// Copyright (c) 2026 kubetables contributors
// SPDX-License-Identifier: BSD-3-Clause

//! ExecutionPlan for the log surface: one partition per split.
//!
//! Each split is an independent (pod, container) log fetch; DataFusion may
//! run them concurrently on separate workers. A partition runs a two-state
//! machine, Start → Finished: on first poll it fetches and parses the whole
//! log into exactly one batch, then the stream completes.

use std::any::Any;
use std::fmt;
use std::sync::Arc;

use async_stream::try_stream;
use datafusion::arrow::datatypes::SchemaRef;
use datafusion::error::{DataFusionError, Result};
use datafusion::execution::{SendableRecordBatchStream, TaskContext};
use datafusion::physical_expr::{EquivalenceProperties, Partitioning};
use datafusion::physical_plan::execution_plan::{Boundedness, EmissionType};
use datafusion::physical_plan::stream::RecordBatchStreamAdapter;
use datafusion::physical_plan::{DisplayAs, DisplayFormatType, ExecutionPlan, PlanProperties};
use futures::stream;
use tracing::debug;

use crate::error::Error;
use crate::kubernetes::client::KubeApi;
use crate::kubernetes::logs::parse_log;
use crate::tables::columns::ColumnType;
use crate::tables::handle::{LogSplit, Split};
use crate::tables::types::ColumnValue;

use super::convert::{arrow_schema, rows_to_batch};
use super::logs_function::LOG_COLUMNS;

pub struct PodLogsExec {
    api: KubeApi,
    splits: Vec<Split>,
    /// Indices into [`LOG_COLUMNS`], in output order.
    projection: Vec<usize>,
    types: Vec<ColumnType>,
    schema: SchemaRef,
    plan_properties: PlanProperties,
}

impl PodLogsExec {
    pub fn try_new(api: KubeApi, splits: Vec<Split>, projection: Vec<usize>) -> Result<Self> {
        let columns = projection
            .iter()
            .map(|&i| {
                LOG_COLUMNS.get(i).copied().ok_or_else(|| {
                    DataFusionError::Internal(format!("projection index {i} out of range"))
                })
            })
            .collect::<Result<Vec<_>>>()?;
        let types: Vec<ColumnType> = columns.iter().map(|(_, ty)| *ty).collect();
        let schema = arrow_schema(columns.iter().copied());

        let plan_properties = PlanProperties::new(
            EquivalenceProperties::new(schema.clone()),
            Partitioning::UnknownPartitioning(splits.len().max(1)),
            EmissionType::Incremental,
            Boundedness::Bounded,
        );

        Ok(Self {
            api,
            splits,
            projection,
            types,
            schema,
            plan_properties,
        })
    }
}

impl fmt::Debug for PodLogsExec {
    fn fmt(&self, f: &mut fmt::Formatter<'_>) -> fmt::Result {
        f.debug_struct("PodLogsExec")
            .field("splits", &self.splits.len())
            .finish()
    }
}

impl DisplayAs for PodLogsExec {
    fn fmt_as(&self, t: DisplayFormatType, f: &mut fmt::Formatter<'_>) -> fmt::Result {
        match t {
            DisplayFormatType::Default
            | DisplayFormatType::Verbose
            | DisplayFormatType::TreeRender => {
                write!(f, "PodLogsExec: splits={}", self.splits.len())
            }
        }
    }
}

impl ExecutionPlan for PodLogsExec {
    fn name(&self) -> &str {
        "PodLogsExec"
    }

    fn as_any(&self) -> &dyn Any {
        self
    }

    fn schema(&self) -> SchemaRef {
        self.schema.clone()
    }

    fn properties(&self) -> &PlanProperties {
        &self.plan_properties
    }

    fn children(&self) -> Vec<&Arc<dyn ExecutionPlan>> {
        vec![]
    }

    fn with_new_children(
        self: Arc<Self>,
        children: Vec<Arc<dyn ExecutionPlan>>,
    ) -> Result<Arc<dyn ExecutionPlan>> {
        if children.is_empty() {
            Ok(self)
        } else {
            Err(DataFusionError::Internal(
                "PodLogsExec has no children".to_string(),
            ))
        }
    }

    fn execute(
        &self,
        partition: usize,
        _context: Arc<TaskContext>,
    ) -> Result<SendableRecordBatchStream> {
        // A selector can legitimately resolve to zero splits (e.g. a scaled
        // down deployment); the plan still has one empty partition.
        if self.splits.is_empty() {
            return Ok(Box::pin(RecordBatchStreamAdapter::new(
                self.schema.clone(),
                stream::empty(),
            )));
        }

        let split = match self.splits.get(partition) {
            Some(Split::Logs(split)) => split.clone(),
            Some(Split::Resource(split)) => {
                return Err(DataFusionError::Internal(format!(
                    "log scan handed a resource split for table {}",
                    split.handle.table
                )));
            }
            None => {
                return Err(DataFusionError::Internal(format!(
                    "partition {partition} out of range ({} splits)",
                    self.splits.len()
                )));
            }
        };

        let api = self.api.clone();
        let projection = self.projection.clone();
        let types = self.types.clone();
        let schema = self.schema.clone();

        let stream = try_stream! {
            let batch = fetch_split(&api, &split, &projection, &types, schema.clone()).await?;
            yield batch;
        };

        Ok(Box::pin(RecordBatchStreamAdapter::new(
            self.schema.clone(),
            stream,
        )))
    }
}

/// The whole life of one split: fetch the container log, parse every line,
/// emit one batch.
async fn fetch_split(
    api: &KubeApi,
    split: &LogSplit,
    projection: &[usize],
    types: &[ColumnType],
    schema: SchemaRef,
) -> Result<datafusion::arrow::array::RecordBatch> {
    let raw = api
        .pod_log(
            &split.namespace,
            &split.pod,
            split.container.as_deref(),
            split.limit,
        )
        .await?;
    let lines = parse_log(&raw)?;

    debug!(
        namespace = %split.namespace,
        pod = %split.pod,
        container = ?split.container,
        lines = lines.len(),
        "Fetched container log"
    );

    let mut rows = Vec::with_capacity(lines.len());
    for line in lines {
        let nanos = line.timestamp.timestamp_nanos_opt().ok_or_else(|| {
            Error::Internal(format!("log timestamp out of range: {}", line.timestamp))
        })?;
        let full = [
            ColumnValue::Text(split.pod.clone()),
            match &split.container {
                Some(container) => ColumnValue::Text(container.clone()),
                None => ColumnValue::Null,
            },
            ColumnValue::TimestampTz(nanos),
            ColumnValue::Text(line.message),
        ];
        rows.push(projection.iter().map(|&i| full[i].clone()).collect());
    }

    rows_to_batch(schema, types, &rows)
}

YOUR OBJECTIVE ▸ Starting at the first line and ending at the last, restate the material word for word.

EXERCISE OUTPUT ▸
// Copyright (c) 2026 kubetables contributors
// SPDX-License-Identifier: BSD-3-Clause

//! ExecutionPlan for the log surface: one partition per split.
//!
//! Each split is an independent (pod, container) log fetch; DataFusion may
//! run them concurrently on separate workers. A partition runs a two-state
//! machine, Start → Finished: on first poll it fetches and parses the whole
//! log into exactly one batch, then the stream completes.

use std::any::Any;
use std::fmt;
use std::sync::Arc;

use async_stream::try_stream;
use datafusion::arrow::datatypes::SchemaRef;
use datafusion::error::{DataFusionError, Result};
use datafusion::execution::{SendableRecordBatchStream, TaskContext};
use datafusion::physical_expr::{EquivalenceProperties, Partitioning};
use datafusion::physical_plan::execution_plan::{Boundedness, EmissionType};
use datafusion::physical_plan::stream::RecordBatchStreamAdapter;
use datafusion::physical_plan::{DisplayAs, DisplayFormatType, ExecutionPlan, PlanProperties};
use futures::stream;
use tracing::debug;

use crate::error::Error;
use crate::kubernetes::client::KubeApi;
use crate::kubernetes::logs::parse_log;
use crate::tables::columns::ColumnType;
use crate::tables::handle::{LogSplit, Split};
use crate::tables::types::ColumnValue;

use super::convert::{arrow_schema, rows_to_batch};
use super::logs_function::LOG_COLUMNS;

pub struct PodLogsExec {
    api: KubeApi,
    splits: Vec<Split>,
    /// Indices into [`LOG_COLUMNS`], in output order.
    projection: Vec<usize>,
    types: Vec<ColumnType>,
    schema: SchemaRef,
    plan_properties: PlanProperties,
}

impl PodLogsExec {
    pub fn try_new(api: KubeApi, splits: Vec<Split>, projection: Vec<usize>) -> Result<Self> {
        let columns = projection
            .iter()
            .map(|&i| {
                LOG_COLUMNS.get(i).copied().ok_or_else(|| {
                    DataFusionError::Internal(format!("projection index {i} out of range"))
                })
            })
            .collect::<Result<Vec<_>>>()?;
        let types: Vec<ColumnType> = columns.iter().map(|(_, ty)| *ty).collect();
        let schema = arrow_schema(columns.iter().copied());

        let plan_properties = PlanProperties::new(
            EquivalenceProperties::new(schema.clone()),
            Partitioning::UnknownPartitioning(splits.len().max(1)),
            EmissionType::Incremental,
            Boundedness::Bounded,
        );

        Ok(Self {
            api,
            splits,
            projection,
            types,
            schema,
            plan_properties,
        })
    }
}

impl fmt::Debug for PodLogsExec {
    fn fmt(&self, f: &mut fmt::Formatter<'_>) -> fmt::Result {
        f.debug_struct("PodLogsExec")
            .field("splits", &self.splits.len())
            .finish()
    }
}

impl DisplayAs for PodLogsExec {
    fn fmt_as(&self, t: DisplayFormatType, f: &mut fmt::Formatter<'_>) -> fmt::Result {
        match t {
            DisplayFormatType::Default
            | DisplayFormatType::Verbose
            | DisplayFormatType::TreeRender => {
                write!(f, "PodLogsExec: splits={}", self.splits.len())
            }
        }
    }
}

impl ExecutionPlan for PodLogsExec {
    fn name(&self) -> &str {
        "PodLogsExec"
    }

    fn as_any(&self) -> &dyn Any {
        self
    }

    fn schema(&self) -> SchemaRef {
        self.schema.clone()
    }

    fn properties(&self) -> &PlanProperties {
        &self.plan_properties
    }

    fn children(&self) -> Vec<&Arc<dyn ExecutionPlan>> {
        vec![]
    }

    fn with_new_children(
        self: Arc<Self>,
        children: Vec<Arc<dyn ExecutionPlan>>,
    ) -> Result<Arc<dyn ExecutionPlan>> {
        if children.is_empty() {
            Ok(self)
        } else {
            Err(DataFusionError::Internal(
                "PodLogsExec has no children".to_string(),
            ))
        }
    }

    fn execute(
        &self,
        partition: usize,
        _context: Arc<TaskContext>,
    ) -> Result<SendableRecordBatchStream> {
        // A selector can legitimately resolve to zero splits (e.g. a scaled
        // down deployment); the plan still has one empty partition.
        if self.splits.is_empty() {
            return Ok(Box::pin(RecordBatchStreamAdapter::new(
                self.schema.clone(),
                stream::empty(),
            )));
        }

        let split = match self.splits.get(partition) {
            Some(Split::Logs(split)) => split.clone(),
            Some(Split::Resource(split)) => {
                return Err(DataFusionError::Internal(format!(
                    "log scan handed a resource split for table {}",
                    split.handle.table
                )));
            }
            None => {
                return Err(DataFusionError::Internal(format!(
                    "partition {partition} out of range ({} splits)",
                    self.splits.len()
                )));
            }
        };

        let api = self.api.clone();
        let projection = self.projection.clone();
        let types = self.types.clone();
        let schema = self.schema.clone();

        let stream = try_stream! {
            let batch = fetch_split(&api, &split, &projection, &types, schema.clone()).await?;
            yield batch;
        };

        Ok(Box::pin(RecordBatchStreamAdapter::new(
            self.schema.clone(),
            stream,
        )))
    }
}

/// The whole life of one split: fetch the container log, parse every line,
/// emit one batch.
async fn fetch_split(
    api: &KubeApi,
    split: &LogSplit,
    projection: &[usize],
    types: &[ColumnType],
    schema: SchemaRef,
) -> Result<datafusion::arrow::array::RecordBatch> {
    let raw = api
        .pod_log(
            &split.namespace,
            &split.pod,
            split.container.as_deref(),
            split.limit,
        )
        .await?;
    let lines = parse_log(&raw)?;

    debug!(
        namespace = %split.namespace,
        pod = %split.pod,
        container = ?split.container,
        lines = lines.len(),
        "Fetched container log"
    );

    let mut rows = Vec::with_capacity(lines.len());
    for line in lines {
        let nanos = line.timestamp.timestamp_nanos_opt().ok_or_else(|| {
            Error::Internal(format!("log timestamp out of range: {}", line.timestamp))
        })?;
        let full = [
            ColumnValue::Text(split.pod.clone()),
            match &split.container {
                Some(container) => ColumnValue::Text(container.clone()),
                None => ColumnValue::Null,
            },
            ColumnValue::TimestampTz(nanos),
            ColumnValue::Text(line.message),
        ];
        rows.push(projection.iter().map(|&i| full[i].clone()).collect());
    }

    rows_to_batch(schema, types, &rows)
}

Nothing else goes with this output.